Fast-forward to a trip a colleague and I took to facilitate a discussion about how Makhanda (previously named Grahamstow­n) was grappling with the 200-year anniversar­y of the Battle of Grahamstow­n, which occurred in 1819.

I made a point to try to engage with as many people as I could around what their sentiments were about the name change.

I had the hypothesis that everyone of colour would welcome the name change and the only resistance would be from the white community.

This assumption was proved wrong, repeatedly. On a trip to the Fingo community library, in Fingo township, I asked a group who were part of an elderly persons programme for their views on the name change .

They all commented that the name change meant nothing to them. They spoke about the horrible conditions they endured under apartheid and said what they wanted was not a name change, but an actual change in their material living standards.

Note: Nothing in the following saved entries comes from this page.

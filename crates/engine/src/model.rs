//! Value types produced by the engine.

use serde::{Deserialize, Serialize};

// ---------------------------------------------------------------------------
// Forward metrics
// ---------------------------------------------------------------------------

/// Full forecast for one set of funnel inputs.
///
/// Every field is non-negative except `profit` and `roi`.
#[derive(Debug, Clone, Copy, PartialEq, Default, Serialize, Deserialize)]
pub struct CampaignMetrics {
    pub impressions: f64,
    pub clicks: f64,
    /// Cost per click.
    pub cpc: f64,
    pub leads: f64,
    /// Cost per lead.
    pub cpl: f64,
    pub revenue: f64,
    pub profit: f64,
    /// `revenue / budget`.
    pub roas: f64,
    /// `(revenue - budget) / budget * 100`.
    pub roi: f64,
    /// Customer acquisition cost, same value as `cpl`.
    pub cac: f64,
    /// Highest CPC at which the funnel still breaks even.
    pub max_cpc: f64,
    /// 0 when the funnel is profitable per unit of spend, otherwise the whole
    /// budget.
    pub break_even_budget: f64,
    pub cost_per_impression: f64,
    /// Revenue per click.
    pub click_through_value: f64,
    /// Revenue per lead.
    pub conversion_value: f64,
    /// Spend not recovered by revenue, never negative.
    pub wasted_spend: f64,
}

impl CampaignMetrics {
    /// The canonical all-zero bundle returned for incomplete inputs.
    pub fn zero() -> Self {
        Self::default()
    }

    pub fn is_profitable(&self) -> bool {
        self.profit > 0.0
    }

    pub fn is_viable(&self) -> bool {
        self.roas >= 1.0
    }

    pub fn roas_category(&self) -> RoasCategory {
        roas_category(self.roas)
    }
}

/// Coarse classification of a ROAS value.
#[derive(Debug, Clone, Copy, PartialEq, Eq, Serialize, Deserialize)]
#[serde(rename_all = "snake_case")]
pub enum RoasCategory {
    Excellent,
    Good,
    BreakEven,
    Losing,
}

impl RoasCategory {
    pub fn label(&self) -> &'static str {
        match self {
            Self::Excellent => "Excellent",
            Self::Good => "Good",
            Self::BreakEven => "Break-even",
            Self::Losing => "Losing",
        }
    }
}

/// Thresholds are checked from the top down, so a value sitting exactly on a
/// boundary lands in the higher category.
pub fn roas_category(roas: f64) -> RoasCategory {
    if roas >= 4.0 {
        RoasCategory::Excellent
    } else if roas >= 2.0 {
        RoasCategory::Good
    } else if roas >= 1.0 {
        RoasCategory::BreakEven
    } else {
        RoasCategory::Losing
    }
}

// ---------------------------------------------------------------------------
// Reverse solver
// ---------------------------------------------------------------------------

pub(crate) const NOT_ACHIEVABLE_REASON: &str =
    "Not achievable with current parameters. Increase CR or Average Check, or decrease CPM.";

/// Budget and volumes needed to reach a target profit.
#[derive(Debug, Clone, PartialEq, Serialize, Deserialize)]
pub struct ReverseResult {
    pub required_budget: f64,
    pub required_impressions: f64,
    pub required_clicks: f64,
    pub required_leads: f64,
    pub total_revenue: f64,
    pub effective_roas: f64,
    pub effective_roi: f64,
    pub is_achievable: bool,
    /// Human-readable explanation, always populated.
    pub reason: String,
}

impl ReverseResult {
    pub fn not_achievable() -> Self {
        Self {
            required_budget: 0.0,
            required_impressions: 0.0,
            required_clicks: 0.0,
            required_leads: 0.0,
            total_revenue: 0.0,
            effective_roas: 0.0,
            effective_roi: 0.0,
            is_achievable: false,
            reason: NOT_ACHIEVABLE_REASON.to_string(),
        }
    }
}

// ---------------------------------------------------------------------------
// Funnel stages
// ---------------------------------------------------------------------------

/// One row of the impressions → clicks → leads → sales funnel.
#[derive(Debug, Clone, PartialEq, Serialize, Deserialize)]
pub struct FunnelStage {
    pub name: String,
    pub count: f64,
    pub cost: f64,
    /// Percent lost relative to the previous stage.
    pub drop_off: f64,
    /// Share of the impressions stage, percent.
    pub percentage: f64,
}

// ---------------------------------------------------------------------------
// Sampling
// ---------------------------------------------------------------------------

/// One `(input, metric)` sample of a sweep.
#[derive(Debug, Clone, Copy, PartialEq, Serialize, Deserialize)]
pub struct SamplePoint {
    pub x: f64,
    pub y: f64,
}

// ---------------------------------------------------------------------------
// Insights
// ---------------------------------------------------------------------------

#[derive(Debug, Clone, Copy, PartialEq, Eq, Serialize, Deserialize)]
#[serde(rename_all = "snake_case")]
pub enum InsightSeverity {
    Critical,
    Warning,
    Info,
    Positive,
}

impl InsightSeverity {
    pub fn label(&self) -> &'static str {
        match self {
            Self::Critical => "CRITICAL",
            Self::Warning => "WARNING",
            Self::Info => "INFO",
            Self::Positive => "POSITIVE",
        }
    }
}

#[derive(Debug, Clone, PartialEq, Serialize, Deserialize)]
pub struct MarketingInsight {
    pub severity: InsightSeverity,
    pub message: String,
}

impl MarketingInsight {
    pub(crate) fn new(severity: InsightSeverity, message: impl Into<String>) -> Self {
        Self {
            severity,
            message: message.into(),
        }
    }
}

Attached to this Fingo library is an amazing day care centre and the two teachers there echoed the sentiments of the older people I had spoken to.

They said that they were only able to employ two individual­s because they could not secure funding from the Department of Social Developmen­t. They said if children were truly the future, they needed to be treated with the care they deserved, and what they needed was more funding and support from government, not a mere name change.

Finally, I met with some lecturers from the Rhodes University journalism department. To my surprise, they echoed the sentiments of the previous two groups. While they acknowledg­ed the symbolic power of the name change, they pointed out that what Makhanda needed was basic services.

I ended the trip feeling rather demotivate­d, but also with a more nuanced understand­ing of the politics behind name changes.